__RECORDS SHOWN__:

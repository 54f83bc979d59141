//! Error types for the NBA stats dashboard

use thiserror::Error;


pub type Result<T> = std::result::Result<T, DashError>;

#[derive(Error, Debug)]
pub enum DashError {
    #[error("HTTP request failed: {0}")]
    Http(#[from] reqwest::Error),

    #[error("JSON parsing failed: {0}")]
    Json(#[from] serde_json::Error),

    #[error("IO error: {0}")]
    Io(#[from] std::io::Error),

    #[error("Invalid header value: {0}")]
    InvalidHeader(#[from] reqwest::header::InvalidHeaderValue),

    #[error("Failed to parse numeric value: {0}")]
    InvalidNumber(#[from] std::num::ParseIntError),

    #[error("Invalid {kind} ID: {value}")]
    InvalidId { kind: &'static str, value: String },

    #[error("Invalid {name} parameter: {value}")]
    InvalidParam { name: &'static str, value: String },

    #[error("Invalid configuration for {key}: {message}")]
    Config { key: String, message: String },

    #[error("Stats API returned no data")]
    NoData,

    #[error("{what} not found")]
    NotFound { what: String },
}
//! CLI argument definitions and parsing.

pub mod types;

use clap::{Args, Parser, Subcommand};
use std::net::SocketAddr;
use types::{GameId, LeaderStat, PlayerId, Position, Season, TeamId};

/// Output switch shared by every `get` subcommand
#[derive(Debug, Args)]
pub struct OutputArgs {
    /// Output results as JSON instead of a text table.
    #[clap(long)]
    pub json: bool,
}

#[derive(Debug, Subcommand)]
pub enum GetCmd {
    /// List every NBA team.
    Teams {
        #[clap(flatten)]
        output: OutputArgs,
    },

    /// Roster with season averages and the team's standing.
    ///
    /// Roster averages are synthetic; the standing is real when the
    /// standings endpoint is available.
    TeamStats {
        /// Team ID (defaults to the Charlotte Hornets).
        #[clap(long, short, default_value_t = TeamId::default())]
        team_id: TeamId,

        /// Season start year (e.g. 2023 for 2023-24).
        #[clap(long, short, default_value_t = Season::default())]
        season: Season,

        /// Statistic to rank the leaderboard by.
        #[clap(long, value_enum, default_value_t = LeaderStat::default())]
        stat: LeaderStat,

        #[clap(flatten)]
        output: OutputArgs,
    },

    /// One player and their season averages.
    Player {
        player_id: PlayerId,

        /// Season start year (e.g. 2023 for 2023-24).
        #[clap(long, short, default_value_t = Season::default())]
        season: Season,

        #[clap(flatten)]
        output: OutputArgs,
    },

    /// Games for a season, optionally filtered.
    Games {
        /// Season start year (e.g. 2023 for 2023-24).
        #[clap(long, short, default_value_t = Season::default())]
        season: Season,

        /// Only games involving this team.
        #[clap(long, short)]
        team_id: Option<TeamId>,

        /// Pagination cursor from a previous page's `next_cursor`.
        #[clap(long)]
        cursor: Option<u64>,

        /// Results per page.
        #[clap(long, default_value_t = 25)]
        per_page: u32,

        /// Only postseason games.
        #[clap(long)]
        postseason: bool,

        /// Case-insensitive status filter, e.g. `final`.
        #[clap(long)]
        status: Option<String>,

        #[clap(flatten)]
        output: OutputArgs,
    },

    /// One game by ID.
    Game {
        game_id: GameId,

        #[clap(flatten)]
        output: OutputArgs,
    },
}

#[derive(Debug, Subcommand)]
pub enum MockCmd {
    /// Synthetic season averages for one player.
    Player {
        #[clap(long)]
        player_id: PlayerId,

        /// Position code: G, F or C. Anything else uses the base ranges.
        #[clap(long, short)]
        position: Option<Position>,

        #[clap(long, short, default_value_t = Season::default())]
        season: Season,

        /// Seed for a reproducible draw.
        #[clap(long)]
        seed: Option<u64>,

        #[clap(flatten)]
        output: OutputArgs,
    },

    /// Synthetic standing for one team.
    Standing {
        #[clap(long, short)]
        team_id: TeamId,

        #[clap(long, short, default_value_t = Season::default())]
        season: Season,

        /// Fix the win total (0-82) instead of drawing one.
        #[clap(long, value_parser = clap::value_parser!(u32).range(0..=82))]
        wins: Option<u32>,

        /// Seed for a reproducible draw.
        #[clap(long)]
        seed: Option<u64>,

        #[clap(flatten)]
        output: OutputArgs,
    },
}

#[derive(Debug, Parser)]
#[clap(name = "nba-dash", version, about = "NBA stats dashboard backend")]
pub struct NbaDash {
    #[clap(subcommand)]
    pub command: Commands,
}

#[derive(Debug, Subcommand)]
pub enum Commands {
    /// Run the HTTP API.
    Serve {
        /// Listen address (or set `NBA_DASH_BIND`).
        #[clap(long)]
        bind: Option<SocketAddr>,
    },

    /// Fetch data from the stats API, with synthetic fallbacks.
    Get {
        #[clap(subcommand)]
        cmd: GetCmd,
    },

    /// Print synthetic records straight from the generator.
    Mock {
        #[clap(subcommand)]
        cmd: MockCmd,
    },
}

__ACTION ITEM__: All the entries must be retyped exactly.

__RESULT OF THE TASK__:
repository 54f83bc979d59141
//! Error types for the NBA stats dashboard

use thiserror::Error;


pub type Result<T> = std::result::Result<T, DashError>;

#[derive(Error, Debug)]
pub enum DashError {
    #[error("HTTP request failed: {0}")]
    Http(#[from] reqwest::Error),

    #[error("JSON parsing failed: {0}")]
    Json(#[from] serde_json::Error),

    #[error("IO error: {0}")]
    Io(#[from] std::io::Error),

    #[error("Invalid header value: {0}")]
    InvalidHeader(#[from] reqwest::header::InvalidHeaderValue),

    #[error("Failed to parse numeric value: {0}")]
    InvalidNumber(#[from] std::num::ParseIntError),

    #[error("Invalid {kind} ID: {value}")]
    InvalidId { kind: &'static str, value: String },

    #[error("Invalid {name} parameter: {value}")]
    InvalidParam { name: &'static str, value: String },

    #[error("Invalid configuration for {key}: {message}")]
    Config { key: String, message: String },

    #[error("Stats API returned no data")]
    NoData,

    #[error("{what} not found")]
    NotFound { what: String },
}
//! CLI argument definitions and parsing.

pub mod types;

use clap::{Args, Parser, Subcommand};
use std::net::SocketAddr;
use types::{GameId, LeaderStat, PlayerId, Position, Season, TeamId};

/// Output switch shared by every `get` subcommand
#[derive(Debug, Args)]
pub struct OutputArgs {
    /// Output results as JSON instead of a text table.
    #[clap(long)]
    pub json: bool,
}

#[derive(Debug, Subcommand)]
pub enum GetCmd {
    /// List every NBA team.
    Teams {
        #[clap(flatten)]
        output: OutputArgs,
    },

    /// Roster with season averages and the team's standing.
    ///
    /// Roster averages are synthetic; the standing is real when the
    /// standings endpoint is available.
    TeamStats {
        /// Team ID (defaults to the Charlotte Hornets).
        #[clap(long, short, default_value_t = TeamId::default())]
        team_id: TeamId,

        /// Season start year (e.g. 2023 for 2023-24).
        #[clap(long, short, default_value_t = Season::default())]
        season: Season,

        /// Statistic to rank the leaderboard by.
        #[clap(long, value_enum, default_value_t = LeaderStat::default())]
        stat: LeaderStat,

        #[clap(flatten)]
        output: OutputArgs,
    },

    /// One player and their season averages.
    Player {
        player_id: PlayerId,

        /// Season start year (e.g. 2023 for 2023-24).
        #[clap(long, short, default_value_t = Season::default())]
        season: Season,

        #[clap(flatten)]
        output: OutputArgs,
    },

    /// Games for a season, optionally filtered.
    Games {
        /// Season start year (e.g. 2023 for 2023-24).
        #[clap(long, short, default_value_t = Season::default())]
        season: Season,

        /// Only games involving this team.
        #[clap(long, short)]
        team_id: Option<TeamId>,

        /// Pagination cursor from a previous page's `next_cursor`.
        #[clap(long)]
        cursor: Option<u64>,

        /// Results per page.
        #[clap(long, default_value_t = 25)]
        per_page: u32,

        /// Only postseason games.
        #[clap(long)]
        postseason: bool,

        /// Case-insensitive status filter, e.g. `final`.
        #[clap(long)]
        status: Option<String>,

        #[clap(flatten)]
        output: OutputArgs,
    },

    /// One game by ID.
    Game {
        game_id: GameId,

        #[clap(flatten)]
        output: OutputArgs,
    },
}

#[derive(Debug, Subcommand)]
pub enum MockCmd {
    /// Synthetic season averages for one player.
    Player {
        #[clap(long)]
        player_id: PlayerId,

        /// Position code: G, F or C. Anything else uses the base ranges.
        #[clap(long, short)]
        position: Option<Position>,

        #[clap(long, short, default_value_t = Season::default())]
        season: Season,

        /// Seed for a reproducible draw.
        #[clap(long)]
        seed: Option<u64>,

        #[clap(flatten)]
        output: OutputArgs,
    },

    /// Synthetic standing for one team.
    Standing {
        #[clap(long, short)]
        team_id: TeamId,

        #[clap(long, short, default_value_t = Season::default())]
        season: Season,

        /// Fix the win total (0-82) instead of drawing one.
        #[clap(long, value_parser = clap::value_parser!(u32).range(0..=82))]
        wins: Option<u32>,

        /// Seed for a reproducible draw.
        #[clap(long)]
        seed: Option<u64>,

        #[clap(flatten)]
        output: OutputArgs,
    },
}

#[derive(Debug, Parser)]
#[clap(name = "nba-dash", version, about = "NBA stats dashboard backend")]
pub struct NbaDash {
    #[clap(subcommand)]
    pub command: Commands,
}

#[derive(Debug, Subcommand)]
pub enum Commands {
    /// Run the HTTP API.
    Serve {
        /// Listen address (or set `NBA_DASH_BIND`).
        #[clap(long)]
        bind: Option<SocketAddr>,
    },

    /// Fetch data from the stats API, with synthetic fallbacks.
    Get {
        #[clap(subcommand)]
        cmd: GetCmd,
    },

    /// Print synthetic records straight from the generator.
    Mock {
        #[clap(subcommand)]
        cmd: MockCmd,
    },
}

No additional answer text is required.